The most striking example came on the heels of Lehman’s bankruptcy, as the nation’s oldest money market fund broke the buck (fell below its normally pegged value of $1.00 per share). Money market funds were thought of by investors as akin to risk-free low-yield savings accounts, and they were crucial sources of short-term funding for American corporations. Unfortunately, even in the midst of the growing crisis, the Reserve Primary Fund decided that it could make an easy and sure-fire return by holding $785 million in short-term paper from Lehman Brothers—for the fund’s managers, the idea that the government would allow Lehman’s collapse was unthinkable. As they decided how much of that paper, which represented 1.2 percent of the fund’s holdings, had to be written off, investors made up their own minds about the fund’s future and started a twenty-first century bank run. There were no photogenic lines of desperate depositors, but $10.8 billion in redemption requests on Monday, September 15, and $29 billion more on Tuesday were quite enough to spark a panic for the whole sector. That in turn would imperil blue-chip American firms’ ability to access the cash they needed to operate smoothly, raising the ominous possibility that workers at iconic firms like GE could soon confront missing paychecks.

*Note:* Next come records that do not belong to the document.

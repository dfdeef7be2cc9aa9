use std::fmt;
use std::str::FromStr;

use super::{Catalog, RankRequirement, Requirement};
use crate::core::{
    BluffError, Card, CardSet, Rank, Suit, BIG_STRAIGHT, FLUSH_SIZE, SMALL_STRAIGHT,
};

/// The two five rank runs that exist in a nine-to-ace deck.
#[cfg_attr(feature = "serde", derive(serde::Serialize, serde::Deserialize))]
#[derive(Debug, Clone, Copy, PartialEq, Eq, Hash)]
pub enum Straight {
    /// Nine through king.
    Small,
    /// Ten through ace.
    Big,
}

impl Straight {
    pub fn ranks(&self) -> &'static [Rank; 5] {
        match self {
            Straight::Small => &SMALL_STRAIGHT,
            Straight::Big => &BIG_STRAIGHT,
        }
    }

    /// The five cards of this straight in `suit`.
    pub fn cards(&self, suit: Suit) -> CardSet {
        CardSet::from_bits(
            self.ranks()
                .iter()
                .fold(0, |bits, &rank| bits | 1u32 << Card::new(rank, suit).index()),
        )
    }
}

/// A named pattern players bet on.
///
/// A combination can be asked two questions: how likely it is before the
/// cards are revealed (see [`super::Solver::probability`]) and whether it
/// actually holds once they are ([`Combination::holds`]).
///
/// The two rank variants expect distinct ranks. `TwoPair` lists the higher
/// pair first; `Full` lists the three-of-a-kind rank first. Given the same
/// rank twice they fall back to `Pair` and `Three` of that rank. Only the
/// combinations listed in the [`Catalog`] can be parsed.
#[derive(Debug, Clone, Copy, PartialEq, Eq, Hash)]
pub enum Combination {
    /// At least one card of the rank.
    HighCard(Rank),
    /// At least two cards of the rank.
    Pair(Rank),
    /// At least two cards of each rank.
    TwoPair(Rank, Rank),
    /// Nine through king, any suits.
    SmallStraight,
    /// Ten through ace, any suits.
    BigStraight,
    /// At least three cards of the rank.
    Three(Rank),
    /// Three of the first rank and two of the second.
    Full(Rank, Rank),
    /// All four cards of the rank.
    Quad(Rank),
    /// At least five cards of the suit.
    Flush(Suit),
    /// Nine through king all in the suit.
    SmallPoker(Suit),
    /// Ten through ace all in the suit.
    BigPoker(Suit),
}

impl Combination {
    /// What the revealed cards need to contain for this combination.
    pub fn requirement(&self) -> Requirement {
        match *self {
            Combination::HighCard(rank) => RankRequirement::single(rank, 1).into(),
            Combination::Pair(rank) => RankRequirement::single(rank, 2).into(),
            Combination::TwoPair(a, b) => RankRequirement::new().with(a, 2).with(b, 2).into(),
            Combination::SmallStraight => RankRequirement::each(&SMALL_STRAIGHT, 1).into(),
            Combination::BigStraight => RankRequirement::each(&BIG_STRAIGHT, 1).into(),
            Combination::Three(rank) => RankRequirement::single(rank, 3).into(),
            Combination::Full(three, pair) => {
                RankRequirement::new().with(three, 3).with(pair, 2).into()
            }
            Combination::Quad(rank) => RankRequirement::single(rank, 4).into(),
            Combination::Flush(suit) => Requirement::Suit {
                suit,
                count: FLUSH_SIZE,
            },
            Combination::SmallPoker(suit) => Requirement::Cards(Straight::Small.cards(suit)),
            Combination::BigPoker(suit) => Requirement::Cards(Straight::Big.cards(suit)),
        }
    }

    /// Does the combination hold in these (fully revealed) cards.
    ///
    /// # Examples
    ///
    /// ```
    /// use bluff_odds::core::{CardSet, Rank};
    /// use bluff_odds::solver::Combination;
    ///
    /// let revealed: CardSet = "AsAhKd".parse().unwrap();
    /// assert!(Combination::Pair(Rank::Ace).holds(&revealed));
    /// assert!(!Combination::Pair(Rank::King).holds(&revealed));
    /// ```
    pub fn holds(&self, cards: &CardSet) -> bool {
        self.requirement().is_met_by(cards)
    }
}

impl fmt::Display for Combination {
    fn fmt(&self, f: &mut fmt::Formatter<'_>) -> fmt::Result {
        match self {
            Combination::HighCard(rank) => write!(f, "high_card_{rank}"),
            Combination::Pair(rank) => write!(f, "pair_{rank}"),
            Combination::TwoPair(a, b) => write!(f, "two_pair_{a}_{b}"),
            Combination::SmallStraight => write!(f, "small_straight"),
            Combination::BigStraight => write!(f, "big_straight"),
            Combination::Three(rank) => write!(f, "three_{rank}"),
            Combination::Full(three, pair) => write!(f, "full_{three}_{pair}"),
            Combination::Quad(rank) => write!(f, "quad_{rank}"),
            Combination::Flush(suit) => write!(f, "flush_{suit}"),
            Combination::SmallPoker(suit) => write!(f, "small_poker_{suit}"),
            Combination::BigPoker(suit) => write!(f, "big_poker_{suit}"),
        }
    }
}

impl FromStr for Combination {
    type Err = BluffError;

    /// Parse a catalog name such as `pair_A` or `flush_♠`.
    fn from_str(s: &str) -> Result<Self, Self::Err> {
        Catalog::global()
            .lookup(s)
            .map(|entry| *entry.combination())
    }
}

#[cfg(feature = "serde")]
impl serde::Serialize for Combination {
    fn serialize<S: serde::Serializer>(&self, serializer: S) -> Result<S::Ok, S::Error> {
        serializer.collect_str(self)
    }
}

#[cfg(feature = "serde")]
impl<'de> serde::Deserialize<'de> for Combination {
    fn deserialize<D: serde::Deserializer<'de>>(deserializer: D) -> Result<Self, D::Error> {
        let s = String::deserialize(deserializer)?;
        s.parse().map_err(serde::de::Error::custom)
    }
}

With bedlam at the door, Secretary Treasury Paulson was desperate for a way to stop the crisis from escalating immediately—which meant that going to Congress (then already in the works) was not considered a viable option for addressing this particular problem. What Treasury came up with was, legally speaking, “cute as a pail full of kittens.” Paulson was so pleased when he heard the idea he “slapped his desk,” according to his memoir.
The maneuver they settled on took a page from the playbook of the Clinton Treasury’s rescue of Mexico, but with amplified legal insouciance. Clinton’s Treasury Secretary Robert Rubin was determined to help Mexico during its mid-1990s currency crisis but found Congress a reluctant partner, and so he arranged a $20 billion loan for America’s southern neighbor to be made from the Exchange Stabilization Fund (ESF). That loan, by far the biggest ever made by the ESF, was already quite a stretch, and inspired angry denunciations of the ESF as a “slush fund that lacks accountability” (p. 75). But its novelty was only in magnitude, rather than in kind, as the ESF had long been used to make loans that were basically tools of U.S. foreign policy, in spite of its (somewhat anachronistic) explicit requirement to be used for currency exchange rate stabilization purposes.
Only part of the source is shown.